Although ART will work to suppress viral loads, it cannot eradicate the virus and so treatment is lifelong. BHIVA (2023) recommend that all people living with HIV should be on ART, and that this should be commenced within 2-4 weeks after diagnosis, following assessing readiness to start treatment (European AIDS Clinical Society, 2024). It's worth noting that although HIV is no longer the death sentence it once was, receiving a diagnosis is still a life changing event.


There are really exciting developments in ART, including introduction of long acting injectable medications like cabotegravir and rilpivirine, taken monthly or 2 monthly, and newer long acting lenacapavir, taken 6 monthly in conjunction with tablets (aidsmap, 2024).


What does this mean?

It's a massive win for public health, for improving the lives of people living with HIV and their partners, and for reducing stigma around HIV, but sadly it's not an equitable win. The fact that we have the ability to prevent HIV transmission is huge but we have to recognise that access to ART to allow people to have an undetectable viral load is not evenly distributed across the world. This mainly impacts low and middle income countries due to the pharmaceutical industry's desire to put profit over people, blocking medications behind prohibitively expensive patents (STOPAIDS, no date). There may also be factors such as criminalisation of same sex relationships and HIV itself, and stigma or discrimination, which impede people being able to access not only treatment that would allow them to have condomless sex, but also save their life (UNAIDS, 2017; aidsmap, 2020).

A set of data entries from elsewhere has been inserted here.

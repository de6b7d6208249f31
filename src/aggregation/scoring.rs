//! Rate arithmetic and label scoring
//!
//! Every ratio surfaced by the aggregator goes through [`ratio`], which
//! reports a [`DivisionGuard`] instead of producing NaN or infinity. Public
//! helpers normalise the guard to 0 so it never leaves this crate.

use statrs::distribution::{ContinuousCDF, Normal};

use crate::config::AggregationConfig;
use crate::types::{Confidence, DataQuality, Percent, RateInterval};

/// Why a ratio could not be computed.
#[derive(Debug, Clone, Copy, PartialEq, Eq)]
pub(crate) enum DivisionGuard {
    ZeroDenominator,
    NonFinite,
}

pub(crate) fn ratio(numerator: f64, denominator: f64) -> Result<f64, DivisionGuard> {
    if denominator == 0.0 {
        return Err(DivisionGuard::ZeroDenominator);
    }
    let value = numerator / denominator;
    if value.is_finite() {
        Ok(value)
    } else {
        Err(DivisionGuard::NonFinite)
    }
}

/// `numerator / denominator × 100`, exactly 0 on a zero denominator.
pub fn safe_rate(numerator: u64, denominator: u64) -> Percent {
    ratio(numerator as f64, denominator as f64)
        .map(|r| Percent::clamped(r * 100.0))
        .unwrap_or(Percent::ZERO)
}

/// Arithmetic mean, exactly 0 for an empty sample.
pub fn safe_mean(sum: f64, count: u64) -> f64 {
    ratio(sum, count as f64).unwrap_or(0.0)
}

/// Confidence label from the number of return samples.
pub fn confidence(sample_size: u64, cfg: &AggregationConfig) -> Confidence {
    if sample_size >= cfg.high_confidence_min_samples {
        Confidence::High
    } else if sample_size >= cfg.medium_confidence_min_samples {
        Confidence::Medium
    } else {
        Confidence::Low
    }
}

/// Data-quality label from the share of complete return samples.
pub fn data_quality(complete: u64, total: u64, cfg: &AggregationConfig) -> DataQuality {
    let r = match ratio(complete as f64, total as f64) {
        Ok(r) if r > 0.0 => r,
        _ => return DataQuality::NoData,
    };

    if r >= cfg.high_quality_ratio {
        DataQuality::High
    } else if r >= cfg.medium_quality_ratio {
        DataQuality::Medium
    } else {
        DataQuality::Low
    }
}

/// Wilson score interval for `successes / trials` on the percent scale.
///
/// Empty samples give `[0, 0]`.
pub fn wilson_interval(successes: u64, trials: u64, level: f64) -> RateInterval {
    if trials == 0 {
        return RateInterval::EMPTY;
    }

    let z = match Normal::new(0.0, 1.0) {
        Ok(normal) => normal.inverse_cdf(1.0 - (1.0 - level) / 2.0),
        Err(_) => return RateInterval::EMPTY,
    };
    if !z.is_finite() {
        return RateInterval::EMPTY;
    }

    let n = trials as f64;
    let p = (successes.min(trials)) as f64 / n;
    let z2 = z * z;
    let denom = 1.0 + z2 / n;
    let centre = (p + z2 / (2.0 * n)) / denom;
    let half = z * ((p * (1.0 - p) / n) + z2 / (4.0 * n * n)).sqrt() / denom;

    RateInterval {
        lower: Percent::clamped((centre - half) * 100.0),
        upper: Percent::clamped((centre + half) * 100.0),
    }
}
//! Engine Configuration Module
//!
//! Operator-tunable thresholds loaded from TOML.
//!
//! ## Loading Order
//!
//! 1. `ENGAGEMENT_CONFIG` environment variable (path to TOML file)
//! 2. `engagement.toml` in the current working directory
//! 3. Built-in defaults (see [`defaults`])
//!
//! ## Usage
//!
//! The config is loaded once by the composition root and handed to each
//! service by value or reference; nothing reads it from a global.
//!
//! ```ignore
//! let config = EngineConfig::load();
//! let aggregator = Aggregator::new(store, clock, config.aggregation.clone());
//! ```

mod engine_config;
pub mod defaults;

pub use engine_config::*;
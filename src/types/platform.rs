//! Hosting platforms, duration buckets and nominal durations

use regex::Regex;
use serde::{Deserialize, Serialize};
use std::sync::OnceLock;
use std::time::Duration;

use crate::config::defaults;

// ============================================================================
// Platform
// ============================================================================

/// External platform family a video is hosted on.
///
/// Unknown wire values deserialize to `Other` so a new platform name coming
/// from an older client never rejects the whole record.
#[derive(Debug, Clone, Copy, Serialize, Deserialize, PartialEq, Eq, PartialOrd, Ord, Hash, Default)]
#[serde(rename_all = "kebab-case")]
pub enum Platform {
    /// Vertical, sub-minute formats (Shorts, TikTok, Reels)
    ShortForm,
    /// Classic long-form players (YouTube watch pages, Vimeo)
    LongForm,
    #[default]
    #[serde(other)]
    Other,
}

impl Platform {
    pub const ALL: [Platform; 3] = [Platform::ShortForm, Platform::LongForm, Platform::Other];

    pub fn as_str(&self) -> &'static str {
        match self {
            Platform::ShortForm => "short-form",
            Platform::LongForm => "long-form",
            Platform::Other => "other",
        }
    }

    /// Default nominal duration when the catalog has nothing for a video.
    pub fn default_duration(&self) -> Duration {
        match self {
            Platform::ShortForm => Duration::from_secs(defaults::SHORT_FORM_DEFAULT_DURATION_SECS),
            Platform::LongForm => Duration::from_secs(defaults::LONG_FORM_DEFAULT_DURATION_SECS),
            Platform::Other => Duration::from_secs(defaults::OTHER_DEFAULT_DURATION_SECS),
        }
    }

    /// Guess the platform family from an outbound URL.
    pub fn detect(url: &str) -> Platform {
        static SHORT: OnceLock<Option<Regex>> = OnceLock::new();
        static LONG: OnceLock<Option<Regex>> = OnceLock::new();

        let short = SHORT.get_or_init(|| {
            Regex::new(r"(?i)(youtube\.com/shorts/|tiktok\.com/|instagram\.com/reels?/|facebook\.com/reel/)").ok()
        });
        let long = LONG.get_or_init(|| {
            Regex::new(r"(?i)(youtube\.com/(watch|embed|live)|youtu\.be/|vimeo\.com/|dailymotion\.com/video/)").ok()
        });

        if short.as_ref().is_some_and(|re| re.is_match(url)) {
            Platform::ShortForm
        } else if long.as_ref().is_some_and(|re| re.is_match(url)) {
            Platform::LongForm
        } else {
            Platform::Other
        }
    }
}

impl std::fmt::Display for Platform {
    fn fmt(&self, f: &mut std::fmt::Formatter<'_>) -> std::fmt::Result {
        f.write_str(self.as_str())
    }
}

impl std::str::FromStr for Platform {
    type Err = String;

    fn from_str(s: &str) -> Result<Self, Self::Err> {
        match s.trim().to_ascii_lowercase().as_str() {
            "short-form" | "short_form" | "shortform" => Ok(Platform::ShortForm),
            "long-form" | "long_form" | "longform" => Ok(Platform::LongForm),
            "other" => Ok(Platform::Other),
            other => Err(format!(
                "unknown platform '{other}' (expected short-form, long-form or other)"
            )),
        }
    }
}

// ============================================================================
// Duration buckets
// ============================================================================

/// Coarse length class used to pick a platform correction factor.
#[derive(Debug, Clone, Copy, Serialize, Deserialize, PartialEq, Eq, Hash)]
#[serde(rename_all = "lowercase")]
pub enum DurationBucket {
    /// <= 60 s
    Short,
    /// <= 10 min
    Medium,
    Long,
}

impl DurationBucket {
    pub fn of(duration: Duration) -> Self {
        let secs = duration.as_secs();
        if secs <= defaults::SHORT_BUCKET_MAX_SECS {
            DurationBucket::Short
        } else if secs <= defaults::MEDIUM_BUCKET_MAX_SECS {
            DurationBucket::Medium
        } else {
            DurationBucket::Long
        }
    }
}

// ============================================================================
// Nominal duration
// ============================================================================

/// Where a nominal duration came from.
#[derive(Debug, Clone, Copy, Serialize, Deserialize, PartialEq, Eq)]
#[serde(rename_all = "kebab-case")]
pub enum DurationSource {
    Catalog,
    PlatformDefault,
}

/// Expected playback length used as the denominator of a watch estimate.
#[derive(Debug, Clone, Copy, PartialEq, Eq)]
pub struct NominalDuration {
    pub duration: Duration,
    pub source: DurationSource,
}

impl NominalDuration {
    /// Catalog duration when known and non-zero, platform default otherwise.
    pub fn resolve(catalog: Option<Duration>, platform: Platform) -> Self {
        match catalog {
            Some(duration) if !duration.is_zero() => Self {
                duration,
                source: DurationSource::Catalog,
            },
            _ => Self {
                duration: platform.default_duration(),
                source: DurationSource::PlatformDefault,
            },
        }
    }

    pub fn as_millis_f64(&self) -> f64 {
        self.duration.as_millis() as f64
    }

    pub fn bucket(&self) -> DurationBucket {
        DurationBucket::of(self.duration)
    }
}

The ability to have sex without condoms if desired can be a key factor in sexual health, as defined by the World Health Organisation (no date) which incorporates the 'possibility of having pleasurable and safe sexual experiences'. Having this knowledge that effective management of HIV in a serodiscordant relationship can lead to as normal a life as anyone else is so vital in protecting and promoting the sexual health and wellbeing of peopl living with HIV, alongside having marked impacts on mental health, as highlighted by Matthew Hodson in the aidsmap U=U consensus statement (aidsmap, 2017)


It's also pertinent to remind people that although condoms are not needed to prevent HIV transmission from people with an undetedtable viral load, condoms are still necessary for preventing other sexually transmitted infections. Also, unplanned pregnancy- although effective ART reduces the risk of vertical transmission from mother to baby from around 45% to less than 2% (Willey Lyatuu et al., 2023), with vertical transmission eliminated in some countries (The Lancet HIV, 2022).



As I expressed at the beginning of this post, the simple takehome message is that undetectable equals untransmissable. But, I hope this post has taught you a little more than that, and that you save this post for future reference. More importantly, spread the word! Tell your friends, family, colleagues and clinicians that U=U!!